WHAT NEEDS TO BE DONE: In the data below, work out how many lines include the string "ProcessException". Only the number should be given.

[Dataset excerpts]
+ + + +

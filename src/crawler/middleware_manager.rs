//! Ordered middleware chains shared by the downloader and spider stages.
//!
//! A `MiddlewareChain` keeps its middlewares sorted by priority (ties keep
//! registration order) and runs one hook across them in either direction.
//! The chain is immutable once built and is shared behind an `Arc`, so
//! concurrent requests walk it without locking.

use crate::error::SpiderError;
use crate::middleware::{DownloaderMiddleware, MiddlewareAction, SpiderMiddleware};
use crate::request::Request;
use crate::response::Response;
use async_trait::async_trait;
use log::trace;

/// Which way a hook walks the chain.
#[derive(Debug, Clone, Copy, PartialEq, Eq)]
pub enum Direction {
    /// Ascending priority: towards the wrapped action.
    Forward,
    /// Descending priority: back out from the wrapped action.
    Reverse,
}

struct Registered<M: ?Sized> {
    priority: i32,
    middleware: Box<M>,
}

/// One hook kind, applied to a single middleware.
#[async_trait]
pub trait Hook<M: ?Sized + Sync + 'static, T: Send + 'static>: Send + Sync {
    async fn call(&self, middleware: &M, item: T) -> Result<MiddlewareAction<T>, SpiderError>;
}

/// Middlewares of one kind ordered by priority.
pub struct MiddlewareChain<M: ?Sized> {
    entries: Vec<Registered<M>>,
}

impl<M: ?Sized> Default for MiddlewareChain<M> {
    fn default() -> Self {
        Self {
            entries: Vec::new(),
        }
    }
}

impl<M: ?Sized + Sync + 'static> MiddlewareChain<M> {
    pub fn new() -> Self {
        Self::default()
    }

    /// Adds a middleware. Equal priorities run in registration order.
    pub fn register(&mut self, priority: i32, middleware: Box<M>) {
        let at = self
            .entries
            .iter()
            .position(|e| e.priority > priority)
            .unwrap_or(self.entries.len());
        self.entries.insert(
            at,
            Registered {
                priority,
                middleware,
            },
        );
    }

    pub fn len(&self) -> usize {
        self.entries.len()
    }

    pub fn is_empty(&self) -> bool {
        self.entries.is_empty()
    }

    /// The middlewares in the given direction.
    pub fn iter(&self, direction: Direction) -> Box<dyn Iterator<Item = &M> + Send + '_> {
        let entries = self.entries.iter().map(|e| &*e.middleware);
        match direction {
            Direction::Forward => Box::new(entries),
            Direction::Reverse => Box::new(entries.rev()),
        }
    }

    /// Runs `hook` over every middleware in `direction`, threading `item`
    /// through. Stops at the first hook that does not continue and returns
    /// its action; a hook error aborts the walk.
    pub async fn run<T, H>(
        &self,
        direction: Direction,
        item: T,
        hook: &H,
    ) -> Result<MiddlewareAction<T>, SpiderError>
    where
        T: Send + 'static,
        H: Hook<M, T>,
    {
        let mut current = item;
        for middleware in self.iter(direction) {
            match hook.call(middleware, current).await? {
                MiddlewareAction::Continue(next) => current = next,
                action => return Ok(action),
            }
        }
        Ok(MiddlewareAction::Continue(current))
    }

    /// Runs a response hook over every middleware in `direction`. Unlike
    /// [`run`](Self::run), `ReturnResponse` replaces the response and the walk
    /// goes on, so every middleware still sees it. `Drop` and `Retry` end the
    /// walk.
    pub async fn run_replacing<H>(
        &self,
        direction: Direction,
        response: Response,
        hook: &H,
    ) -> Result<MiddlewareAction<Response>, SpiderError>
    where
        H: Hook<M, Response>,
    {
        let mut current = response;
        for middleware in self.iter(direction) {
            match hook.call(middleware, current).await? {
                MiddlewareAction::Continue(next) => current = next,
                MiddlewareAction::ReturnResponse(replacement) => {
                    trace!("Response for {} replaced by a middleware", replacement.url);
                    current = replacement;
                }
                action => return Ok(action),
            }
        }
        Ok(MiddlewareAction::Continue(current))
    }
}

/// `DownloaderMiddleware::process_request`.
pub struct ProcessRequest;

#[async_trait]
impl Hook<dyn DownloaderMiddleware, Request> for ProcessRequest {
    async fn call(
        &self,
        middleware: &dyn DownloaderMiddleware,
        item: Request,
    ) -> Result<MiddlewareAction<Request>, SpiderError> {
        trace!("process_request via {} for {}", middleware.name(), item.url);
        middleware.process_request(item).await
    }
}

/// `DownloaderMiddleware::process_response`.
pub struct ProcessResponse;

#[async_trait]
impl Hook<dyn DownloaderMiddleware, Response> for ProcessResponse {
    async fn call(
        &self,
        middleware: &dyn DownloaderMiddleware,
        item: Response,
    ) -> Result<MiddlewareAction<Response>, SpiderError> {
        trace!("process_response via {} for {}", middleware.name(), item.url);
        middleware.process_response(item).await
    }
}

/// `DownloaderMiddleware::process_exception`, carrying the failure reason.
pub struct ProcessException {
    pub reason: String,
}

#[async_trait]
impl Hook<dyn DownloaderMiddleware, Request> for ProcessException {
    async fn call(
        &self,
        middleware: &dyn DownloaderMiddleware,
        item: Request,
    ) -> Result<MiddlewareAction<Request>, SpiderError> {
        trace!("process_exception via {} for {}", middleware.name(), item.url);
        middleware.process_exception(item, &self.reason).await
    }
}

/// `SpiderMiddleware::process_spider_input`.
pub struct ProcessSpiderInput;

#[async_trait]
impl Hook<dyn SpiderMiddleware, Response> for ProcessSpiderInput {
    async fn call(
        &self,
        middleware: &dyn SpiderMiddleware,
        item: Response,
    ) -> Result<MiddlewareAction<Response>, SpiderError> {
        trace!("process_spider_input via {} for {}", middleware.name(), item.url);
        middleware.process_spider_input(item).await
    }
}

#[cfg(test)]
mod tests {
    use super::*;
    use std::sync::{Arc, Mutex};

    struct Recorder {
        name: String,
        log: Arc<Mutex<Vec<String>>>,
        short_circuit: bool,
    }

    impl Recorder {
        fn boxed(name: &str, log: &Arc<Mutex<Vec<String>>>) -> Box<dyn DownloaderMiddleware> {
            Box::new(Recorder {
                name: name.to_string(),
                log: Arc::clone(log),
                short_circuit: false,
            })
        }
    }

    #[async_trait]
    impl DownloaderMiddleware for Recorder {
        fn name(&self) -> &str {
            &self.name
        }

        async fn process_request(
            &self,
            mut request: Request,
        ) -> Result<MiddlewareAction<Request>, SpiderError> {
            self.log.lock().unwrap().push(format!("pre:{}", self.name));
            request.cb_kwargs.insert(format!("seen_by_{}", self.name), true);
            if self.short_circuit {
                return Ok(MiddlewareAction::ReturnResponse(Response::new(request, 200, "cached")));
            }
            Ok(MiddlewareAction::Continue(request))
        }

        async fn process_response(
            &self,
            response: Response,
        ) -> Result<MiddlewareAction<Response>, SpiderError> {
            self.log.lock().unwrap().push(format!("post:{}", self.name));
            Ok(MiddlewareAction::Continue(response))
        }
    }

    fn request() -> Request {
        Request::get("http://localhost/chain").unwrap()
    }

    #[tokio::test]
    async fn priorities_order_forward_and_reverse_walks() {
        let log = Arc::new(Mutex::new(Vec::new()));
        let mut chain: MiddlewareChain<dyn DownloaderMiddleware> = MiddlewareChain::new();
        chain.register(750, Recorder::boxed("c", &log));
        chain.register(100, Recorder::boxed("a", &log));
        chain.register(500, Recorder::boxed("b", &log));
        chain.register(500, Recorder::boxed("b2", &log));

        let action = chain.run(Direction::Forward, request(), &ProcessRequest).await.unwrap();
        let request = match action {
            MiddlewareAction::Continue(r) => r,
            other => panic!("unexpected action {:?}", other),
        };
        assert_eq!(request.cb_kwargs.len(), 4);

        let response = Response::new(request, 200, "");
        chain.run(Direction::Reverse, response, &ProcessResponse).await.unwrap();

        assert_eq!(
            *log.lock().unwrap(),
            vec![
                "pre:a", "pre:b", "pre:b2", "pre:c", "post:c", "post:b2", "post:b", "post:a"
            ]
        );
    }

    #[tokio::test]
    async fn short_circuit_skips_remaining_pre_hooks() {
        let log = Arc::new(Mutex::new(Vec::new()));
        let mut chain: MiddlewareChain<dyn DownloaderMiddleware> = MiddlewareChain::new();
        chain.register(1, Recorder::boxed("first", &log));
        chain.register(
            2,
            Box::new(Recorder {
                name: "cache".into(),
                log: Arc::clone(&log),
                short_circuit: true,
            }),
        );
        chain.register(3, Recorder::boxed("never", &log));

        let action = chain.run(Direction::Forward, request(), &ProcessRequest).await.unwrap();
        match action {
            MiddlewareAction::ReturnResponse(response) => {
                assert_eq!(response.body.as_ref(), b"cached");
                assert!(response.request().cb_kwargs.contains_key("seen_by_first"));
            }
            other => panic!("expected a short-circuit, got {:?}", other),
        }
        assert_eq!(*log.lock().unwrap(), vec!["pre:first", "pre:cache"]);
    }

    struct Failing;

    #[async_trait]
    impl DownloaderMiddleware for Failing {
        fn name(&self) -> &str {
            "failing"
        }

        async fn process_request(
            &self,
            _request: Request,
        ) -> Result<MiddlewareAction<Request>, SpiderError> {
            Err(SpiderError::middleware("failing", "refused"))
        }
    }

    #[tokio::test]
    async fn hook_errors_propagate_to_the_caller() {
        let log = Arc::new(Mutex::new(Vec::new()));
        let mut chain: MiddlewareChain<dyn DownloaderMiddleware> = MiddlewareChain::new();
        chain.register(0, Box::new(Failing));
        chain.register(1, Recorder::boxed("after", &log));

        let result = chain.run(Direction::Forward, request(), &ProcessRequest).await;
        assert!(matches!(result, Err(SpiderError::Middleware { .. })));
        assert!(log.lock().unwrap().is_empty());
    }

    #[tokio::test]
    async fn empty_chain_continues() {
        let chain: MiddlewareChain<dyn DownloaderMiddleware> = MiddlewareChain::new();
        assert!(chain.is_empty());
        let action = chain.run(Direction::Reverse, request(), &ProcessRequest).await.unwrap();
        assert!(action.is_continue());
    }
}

+ + + +

EXERCISE OUTPUT: 2